Assigned task ->
The answer must consist of every record below, reproduced exactly.

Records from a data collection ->
● ● ● ● ● ● ●

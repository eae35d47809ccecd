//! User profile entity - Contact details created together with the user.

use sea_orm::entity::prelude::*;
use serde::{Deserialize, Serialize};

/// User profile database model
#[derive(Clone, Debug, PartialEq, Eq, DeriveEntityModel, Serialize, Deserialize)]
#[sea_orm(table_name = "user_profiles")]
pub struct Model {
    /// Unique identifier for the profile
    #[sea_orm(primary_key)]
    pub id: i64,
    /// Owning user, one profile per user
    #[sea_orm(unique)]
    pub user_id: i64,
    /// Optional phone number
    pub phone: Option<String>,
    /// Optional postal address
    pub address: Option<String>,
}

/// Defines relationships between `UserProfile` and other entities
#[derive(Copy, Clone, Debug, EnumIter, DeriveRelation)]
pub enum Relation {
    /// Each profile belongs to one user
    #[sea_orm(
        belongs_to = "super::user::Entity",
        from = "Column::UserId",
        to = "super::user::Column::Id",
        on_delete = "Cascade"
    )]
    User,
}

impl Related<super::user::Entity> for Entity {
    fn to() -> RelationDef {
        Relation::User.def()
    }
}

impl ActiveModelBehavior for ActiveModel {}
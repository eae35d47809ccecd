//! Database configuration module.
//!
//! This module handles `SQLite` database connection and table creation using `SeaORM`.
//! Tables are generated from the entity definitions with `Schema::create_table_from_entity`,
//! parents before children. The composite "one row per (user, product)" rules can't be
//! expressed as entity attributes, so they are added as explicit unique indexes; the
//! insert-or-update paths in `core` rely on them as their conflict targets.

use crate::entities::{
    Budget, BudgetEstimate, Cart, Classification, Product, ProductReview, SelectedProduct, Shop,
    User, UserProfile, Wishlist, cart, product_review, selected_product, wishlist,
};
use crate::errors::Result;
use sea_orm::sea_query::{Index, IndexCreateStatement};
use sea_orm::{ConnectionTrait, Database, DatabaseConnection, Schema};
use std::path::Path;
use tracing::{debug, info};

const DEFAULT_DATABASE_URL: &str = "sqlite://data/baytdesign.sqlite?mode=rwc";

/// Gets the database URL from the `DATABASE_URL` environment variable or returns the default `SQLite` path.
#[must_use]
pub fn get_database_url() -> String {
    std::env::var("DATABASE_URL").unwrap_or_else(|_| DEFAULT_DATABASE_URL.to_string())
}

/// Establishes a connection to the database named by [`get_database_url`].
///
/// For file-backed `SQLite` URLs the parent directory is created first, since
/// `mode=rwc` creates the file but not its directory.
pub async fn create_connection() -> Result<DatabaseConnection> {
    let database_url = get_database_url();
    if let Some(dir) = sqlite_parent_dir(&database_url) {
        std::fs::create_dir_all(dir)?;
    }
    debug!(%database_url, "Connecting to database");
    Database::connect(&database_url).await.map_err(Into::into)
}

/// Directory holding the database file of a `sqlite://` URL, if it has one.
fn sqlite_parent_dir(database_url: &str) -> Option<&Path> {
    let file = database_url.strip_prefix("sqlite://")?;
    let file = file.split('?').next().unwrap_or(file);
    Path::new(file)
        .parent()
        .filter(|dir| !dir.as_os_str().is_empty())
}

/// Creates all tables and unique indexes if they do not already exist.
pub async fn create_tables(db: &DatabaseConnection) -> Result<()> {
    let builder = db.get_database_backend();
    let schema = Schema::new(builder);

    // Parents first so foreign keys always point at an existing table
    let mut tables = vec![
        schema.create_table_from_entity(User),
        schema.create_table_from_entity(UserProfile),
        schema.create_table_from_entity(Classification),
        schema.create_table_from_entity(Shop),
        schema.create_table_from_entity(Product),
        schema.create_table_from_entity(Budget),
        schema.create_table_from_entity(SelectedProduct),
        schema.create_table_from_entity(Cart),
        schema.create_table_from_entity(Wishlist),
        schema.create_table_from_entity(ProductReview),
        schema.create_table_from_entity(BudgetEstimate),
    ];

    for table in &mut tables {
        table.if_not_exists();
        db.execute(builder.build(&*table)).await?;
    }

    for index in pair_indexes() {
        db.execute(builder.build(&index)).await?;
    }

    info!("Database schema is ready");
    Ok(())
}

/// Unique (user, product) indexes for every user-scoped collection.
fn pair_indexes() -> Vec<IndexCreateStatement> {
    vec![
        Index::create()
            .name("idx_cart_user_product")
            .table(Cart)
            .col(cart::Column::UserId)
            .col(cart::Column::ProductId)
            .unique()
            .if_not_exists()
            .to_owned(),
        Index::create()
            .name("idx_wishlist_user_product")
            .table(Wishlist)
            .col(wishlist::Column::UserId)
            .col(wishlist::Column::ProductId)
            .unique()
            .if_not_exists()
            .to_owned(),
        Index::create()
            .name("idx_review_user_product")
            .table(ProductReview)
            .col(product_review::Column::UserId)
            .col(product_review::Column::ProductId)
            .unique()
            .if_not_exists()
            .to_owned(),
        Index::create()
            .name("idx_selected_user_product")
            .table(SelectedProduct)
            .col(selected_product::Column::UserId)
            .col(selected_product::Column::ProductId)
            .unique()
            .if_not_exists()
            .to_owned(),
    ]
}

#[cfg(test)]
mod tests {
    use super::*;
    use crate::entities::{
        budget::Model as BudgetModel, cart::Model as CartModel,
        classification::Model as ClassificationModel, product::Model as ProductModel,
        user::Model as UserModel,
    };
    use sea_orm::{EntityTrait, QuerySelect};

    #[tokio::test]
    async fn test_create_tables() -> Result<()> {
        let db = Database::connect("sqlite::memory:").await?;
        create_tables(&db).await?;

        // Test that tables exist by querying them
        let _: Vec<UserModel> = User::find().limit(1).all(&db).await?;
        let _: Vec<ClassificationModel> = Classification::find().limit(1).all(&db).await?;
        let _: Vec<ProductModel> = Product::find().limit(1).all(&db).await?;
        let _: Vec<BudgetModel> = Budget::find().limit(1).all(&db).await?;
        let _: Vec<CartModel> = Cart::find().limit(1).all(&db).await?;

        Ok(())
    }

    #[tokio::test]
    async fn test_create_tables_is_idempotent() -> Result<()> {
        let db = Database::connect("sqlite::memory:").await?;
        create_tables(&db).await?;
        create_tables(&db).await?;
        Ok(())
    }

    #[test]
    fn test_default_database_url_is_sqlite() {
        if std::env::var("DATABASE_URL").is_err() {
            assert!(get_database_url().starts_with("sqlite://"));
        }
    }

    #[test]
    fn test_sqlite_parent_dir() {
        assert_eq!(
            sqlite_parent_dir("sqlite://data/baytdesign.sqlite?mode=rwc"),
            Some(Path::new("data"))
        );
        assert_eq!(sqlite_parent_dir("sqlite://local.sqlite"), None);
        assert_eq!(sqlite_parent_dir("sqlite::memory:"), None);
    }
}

● ● ● ● ● ● ●

Output below ->
repository eae35d47809ccecd
//! User profile entity - Contact details created together with the user.

use sea_orm::entity::prelude::*;
use serde::{Deserialize, Serialize};

/// User profile database model
#[derive(Clone, Debug, PartialEq, Eq, DeriveEntityModel, Serialize, Deserialize)]
#[sea_orm(table_name = "user_profiles")]
pub struct Model {
    /// Unique identifier for the profile
    #[sea_orm(primary_key)]
    pub id: i64,
    /// Owning user, one profile per user
    #[sea_orm(unique)]
    pub user_id: i64,
    /// Optional phone number
    pub phone: Option<String>,
    /// Optional postal address
    pub address: Option<String>,
}

/// Defines relationships between `UserProfile` and other entities
#[derive(Copy, Clone, Debug, EnumIter, DeriveRelation)]
pub enum Relation {
    /// Each profile belongs to one user
    #[sea_orm(
        belongs_to = "super::user::Entity",
        from = "Column::UserId",
        to = "super::user::Column::Id",
        on_delete = "Cascade"
    )]
    User,
}

impl Related<super::user::Entity> for Entity {
    fn to() -> RelationDef {
        Relation::User.def()
    }
}

impl ActiveModelBehavior for ActiveModel {}
repository eae35d47809ccecd
//! Database configuration module.
//!
//! This module handles `SQLite` database connection and table creation using `SeaORM`.
//! Tables are generated from the entity definitions with `Schema::create_table_from_entity`,
//! parents before children. The composite "one row per (user, product)" rules can't be
//! expressed as entity attributes, so they are added as explicit unique indexes; the
//! insert-or-update paths in `core` rely on them as their conflict targets.

use crate::entities::{
    Budget, BudgetEstimate, Cart, Classification, Product, ProductReview, SelectedProduct, Shop,
    User, UserProfile, Wishlist, cart, product_review, selected_product, wishlist,
};
use crate::errors::Result;
use sea_orm::sea_query::{Index, IndexCreateStatement};
use sea_orm::{ConnectionTrait, Database, DatabaseConnection, Schema};
use std::path::Path;
use tracing::{debug, info};

const DEFAULT_DATABASE_URL: &str = "sqlite://data/baytdesign.sqlite?mode=rwc";

/// Gets the database URL from the `DATABASE_URL` environment variable or returns the default `SQLite` path.
#[must_use]
pub fn get_database_url() -> String {
    std::env::var("DATABASE_URL").unwrap_or_else(|_| DEFAULT_DATABASE_URL.to_string())
}

/// Establishes a connection to the database named by [`get_database_url`].
///
/// For file-backed `SQLite` URLs the parent directory is created first, since
/// `mode=rwc` creates the file but not its directory.
pub async fn create_connection() -> Result<DatabaseConnection> {
    let database_url = get_database_url();
    if let Some(dir) = sqlite_parent_dir(&database_url) {
        std::fs::create_dir_all(dir)?;
    }
    debug!(%database_url, "Connecting to database");
    Database::connect(&database_url).await.map_err(Into::into)
}

/// Directory holding the database file of a `sqlite://` URL, if it has one.
fn sqlite_parent_dir(database_url: &str) -> Option<&Path> {
    let file = database_url.strip_prefix("sqlite://")?;
    let file = file.split('?').next().unwrap_or(file);
    Path::new(file)
        .parent()
        .filter(|dir| !dir.as_os_str().is_empty())
}

/// Creates all tables and unique indexes if they do not already exist.
pub async fn create_tables(db: &DatabaseConnection) -> Result<()> {
    let builder = db.get_database_backend();
    let schema = Schema::new(builder);

    // Parents first so foreign keys always point at an existing table
    let mut tables = vec![
        schema.create_table_from_entity(User),
        schema.create_table_from_entity(UserProfile),
        schema.create_table_from_entity(Classification),
        schema.create_table_from_entity(Shop),
        schema.create_table_from_entity(Product),
        schema.create_table_from_entity(Budget),
        schema.create_table_from_entity(SelectedProduct),
        schema.create_table_from_entity(Cart),
        schema.create_table_from_entity(Wishlist),
        schema.create_table_from_entity(ProductReview),
        schema.create_table_from_entity(BudgetEstimate),
    ];

    for table in &mut tables {
        table.if_not_exists();
        db.execute(builder.build(&*table)).await?;
    }

    for index in pair_indexes() {
        db.execute(builder.build(&index)).await?;
    }

    info!("Database schema is ready");
    Ok(())
}

/// Unique (user, product) indexes for every user-scoped collection.
fn pair_indexes() -> Vec<IndexCreateStatement> {
    vec![
        Index::create()
            .name("idx_cart_user_product")
            .table(Cart)
            .col(cart::Column::UserId)
            .col(cart::Column::ProductId)
            .unique()
            .if_not_exists()
            .to_owned(),
        Index::create()
            .name("idx_wishlist_user_product")
            .table(Wishlist)
            .col(wishlist::Column::UserId)
            .col(wishlist::Column::ProductId)
            .unique()
            .if_not_exists()
            .to_owned(),
        Index::create()
            .name("idx_review_user_product")
            .table(ProductReview)
            .col(product_review::Column::UserId)
            .col(product_review::Column::ProductId)
            .unique()
            .if_not_exists()
            .to_owned(),
        Index::create()
            .name("idx_selected_user_product")
            .table(SelectedProduct)
            .col(selected_product::Column::UserId)
            .col(selected_product::Column::ProductId)
            .unique()
            .if_not_exists()
            .to_owned(),
    ]
}

#[cfg(test)]
mod tests {
    use super::*;
    use crate::entities::{
        budget::Model as BudgetModel, cart::Model as CartModel,
        classification::Model as ClassificationModel, product::Model as ProductModel,
        user::Model as UserModel,
    };
    use sea_orm::{EntityTrait, QuerySelect};

    #[tokio::test]
    async fn test_create_tables() -> Result<()> {
        let db = Database::connect("sqlite::memory:").await?;
        create_tables(&db).await?;

        // Test that tables exist by querying them
        let _: Vec<UserModel> = User::find().limit(1).all(&db).await?;
        let _: Vec<ClassificationModel> = Classification::find().limit(1).all(&db).await?;
        let _: Vec<ProductModel> = Product::find().limit(1).all(&db).await?;
        let _: Vec<BudgetModel> = Budget::find().limit(1).all(&db).await?;
        let _: Vec<CartModel> = Cart::find().limit(1).all(&db).await?;

        Ok(())
    }

    #[tokio::test]
    async fn test_create_tables_is_idempotent() -> Result<()> {
        let db = Database::connect("sqlite::memory:").await?;
        create_tables(&db).await?;
        create_tables(&db).await?;
        Ok(())
    }

    #[test]
    fn test_default_database_url_is_sqlite() {
        if std::env::var("DATABASE_URL").is_err() {
            assert!(get_database_url().starts_with("sqlite://"));
        }
    }

    #[test]
    fn test_sqlite_parent_dir() {
        assert_eq!(
            sqlite_parent_dir("sqlite://data/baytdesign.sqlite?mode=rwc"),
            Some(Path::new("data"))
        );
        assert_eq!(sqlite_parent_dir("sqlite://local.sqlite"), None);
        assert_eq!(sqlite_parent_dir("sqlite::memory:"), None);
    }
}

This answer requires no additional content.